At the end of January, the ratio of global equity values to money market assets sat close to 10, the lowest reading since 1998, Ned Davis data show. Since peaking in 2009, the multiple fell sharply throughout the bull market, with much of the slope reflecting the inflation of share prices. They've more than tripled to $26 trillion, while money market assets have fallen 31% to $2.7 trillion.

BULLISH ESTIMATES

In a Ned Davis calculation that treats the global investment portfolio as an amalgamation of stocks, bonds and cash, the latter now makes up about 17% of investor portfolios, less than half of its allocation in 2009 and close to the lowest since 1980. While bond holdings remained relatively steady over the same period, surging equity values pushed its share to about 60%, well above the long-term average.

As a sentiment gauge, the study is a distant relation of popular studies of investor and newsletter-writer optimism or even price-earnings ratios. In the options market right now, the CBOE Equity Put/Call Ratio fell to 0.53 last week, tied for the lowest since Dec. 9 and 20% below the measure's one-year average.

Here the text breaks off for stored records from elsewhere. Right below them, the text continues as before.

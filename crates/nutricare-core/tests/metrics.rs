use nutricare_core::metrics::{
    DerivedMetrics, adjusted_weight, bmi, ideal_weight, weight_loss_percent,
};
use nutricare_core::models::{HistoricalWeights, Sex};

fn close(actual: Option<f64>, expected: f64) -> bool {
    actual.is_some_and(|v| (v - expected).abs() < 0.01)
}

#[test]
fn bmi_matches_formula() {
    assert!(close(bmi(70.0, 175.0), 22.86));
    assert!(close(bmi(80.0, 160.0), 31.25));
    assert!(close(bmi(52.5, 168.0), 18.6));
}

#[test]
fn bmi_empty_on_non_positive_inputs() {
    assert_eq!(bmi(0.0, 175.0), None);
    assert_eq!(bmi(70.0, 0.0), None);
    assert_eq!(bmi(-70.0, 175.0), None);
    assert_eq!(bmi(70.0, -175.0), None);
}

#[test]
fn ideal_weight_varies_by_sex() {
    // 175 - 100 - (175 - 150) / 4
    assert!(close(ideal_weight(175.0, Sex::Male), 68.75));
    // 160 - 100 - (160 - 150) / 2.5
    assert!(close(ideal_weight(160.0, Sex::Female), 56.0));
}

#[test]
fn ideal_weight_invalid_heights() {
    assert_eq!(ideal_weight(0.0, Sex::Male), None);
    assert_eq!(ideal_weight(-170.0, Sex::Female), None);
    // Formula goes negative for very short heights.
    assert_eq!(ideal_weight(50.0, Sex::Male), None);
}

#[test]
fn adjusted_weight_kicks_in_above_120_percent() {
    // 100 > 70 * 1.2, so 70 + 0.4 * 30
    assert!(close(adjusted_weight(100.0, 70.0), 82.0));
    // 70 < 68.75 * 1.2 = 82.5, actual weight stands
    assert!(close(adjusted_weight(70.0, 68.75), 70.0));
    // Exactly at the threshold: not above, actual weight stands
    assert!(close(adjusted_weight(84.0, 70.0), 84.0));
}

#[test]
fn adjusted_weight_requires_positive_inputs() {
    assert_eq!(adjusted_weight(0.0, 70.0), None);
    assert_eq!(adjusted_weight(70.0, 0.0), None);
}

#[test]
fn weight_loss_reports_loss_only() {
    assert!(close(weight_loss_percent(80.0, 72.0), 10.0));
    assert!(close(weight_loss_percent(75.0, 70.0), 6.67));
    // Stable or gained: empty, never negative
    assert_eq!(weight_loss_percent(70.0, 70.0), None);
    assert_eq!(weight_loss_percent(70.0, 75.0), None);
    assert_eq!(weight_loss_percent(0.0, 70.0), None);
    assert_eq!(weight_loss_percent(70.0, 0.0), None);
}

#[test]
fn compute_is_idempotent() {
    let historical = HistoricalWeights {
        one_month: Some(72.0),
        three_month: Some(76.0),
        ..Default::default()
    };
    let first = DerivedMetrics::compute(Some(70.0), Some(175.0), Some(Sex::Male), Some(&historical));
    let second =
        DerivedMetrics::compute(Some(70.0), Some(175.0), Some(Sex::Male), Some(&historical));
    assert_eq!(first, second);
}

#[test]
fn compute_bundles_all_metrics() {
    let historical = HistoricalWeights {
        one_month: Some(72.0),
        six_month: Some(80.0),
        ..Default::default()
    };
    let metrics =
        DerivedMetrics::compute(Some(70.0), Some(175.0), Some(Sex::Male), Some(&historical));

    assert!(close(metrics.bmi, 22.86));
    assert!(close(metrics.ideal_weight, 68.75));
    assert!(close(metrics.adjusted_weight, 70.0));
    assert!(close(metrics.weight_loss.one_month, 2.78));
    assert!(close(metrics.weight_loss.six_month, 12.5));
    assert_eq!(metrics.weight_loss.two_month, None);
    assert_eq!(metrics.weight_loss.three_month, None);
}

#[test]
fn compute_with_missing_inputs_empties_dependents() {
    let metrics = DerivedMetrics::compute(Some(70.0), None, Some(Sex::Male), None);
    assert_eq!(metrics.bmi, None);
    assert_eq!(metrics.ideal_weight, None);
    assert_eq!(metrics.adjusted_weight, None);

    let metrics = DerivedMetrics::compute(Some(70.0), Some(175.0), None, None);
    assert!(close(metrics.bmi, 22.86));
    // Sex is required for the ideal-weight variant.
    assert_eq!(metrics.ideal_weight, None);
    assert_eq!(metrics.adjusted_weight, None);
}
use axum::Json;
use axum::extract::State;
use serde::{Deserialize, Serialize};

use nutricare_auth::flows;

use crate::error::ApiError;
use crate::state::AppState;

#[derive(Deserialize)]
pub struct LoginRequest {
    pub username: String,
    pub password: String,
}

#[derive(Serialize)]
#[serde(rename_all = "camelCase")]
pub struct LoginResponse {
    pub access_token: String,
    pub id_token: String,
    pub refresh_token: String,
}

pub async fn login(
    State(state): State<AppState>,
    Json(req): Json<LoginRequest>,
) -> Result<Json<LoginResponse>, ApiError> {
    let tokens = flows::login(
        &state.cognito,
        &state.config.cognito_client_id,
        &req.username,
        &req.password,
    )
    .await?;
    Ok(Json(LoginResponse {
        access_token: tokens.access_token,
        id_token: tokens.id_token,
        refresh_token: tokens.refresh_token,
    }))
}

#[derive(Deserialize)]
pub struct SignupRequest {
    pub username: String,
    pub password: String,
    pub email: String,
}

#[derive(Serialize)]
#[serde(rename_all = "camelCase")]
pub struct SignupResponse {
    pub user_confirmed: bool,
}

pub async fn signup(
    State(state): State<AppState>,
    Json(req): Json<SignupRequest>,
) -> Result<Json<SignupResponse>, ApiError> {
    let result = flows::signup(
        &state.cognito,
        &state.config.cognito_client_id,
        &req.username,
        &req.password,
        &req.email,
    )
    .await?;
    Ok(Json(SignupResponse {
        user_confirmed: result.user_confirmed,
    }))
}

#[derive(Deserialize)]
pub struct ConfirmRequest {
    pub username: String,
    pub code: String,
}

pub async fn confirm_signup(
    State(state): State<AppState>,
    Json(req): Json<ConfirmRequest>,
) -> Result<Json<()>, ApiError> {
    flows::confirm_signup(
        &state.cognito,
        &state.config.cognito_client_id,
        &req.username,
        &req.code,
    )
    .await?;
    Ok(Json(()))
}

#[derive(Deserialize)]
#[serde(rename_all = "camelCase")]
pub struct LogoutRequest {
    pub access_token: String,
}

pub async fn logout(
    State(state): State<AppState>,
    Json(req): Json<LogoutRequest>,
) -> Result<Json<()>, ApiError> {
    flows::logout(&state.cognito, &req.access_token).await?;
    Ok(Json(()))
}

Wall Street has also doubled down on bullish calls, with Stifel Nicolaus chief equity strategist Barry Bannister raising his year-end S&P 500 target to 2,500 from 2,400 on Thursday, the second-most bullish estimate out of 19 strategists surveyed by Bloomberg. One day before, Bank of America's Savita Subramanian increased her forecast by 6.5%, citing ongoing investor euphoria.

Still, not every strategist is on board. While Tom Lee of Fundstrat Global Advisors recognizes that "animal spirits" have helped lift U.S. stocks, he says investors aren't paying close enough attention to conflicting signals from the Treasury market. Lee is currently the biggest bear on Wall Street according to Bloomberg's survey, calling for a 4.5% decline from Thursday's close with a year-end price target of 2,275.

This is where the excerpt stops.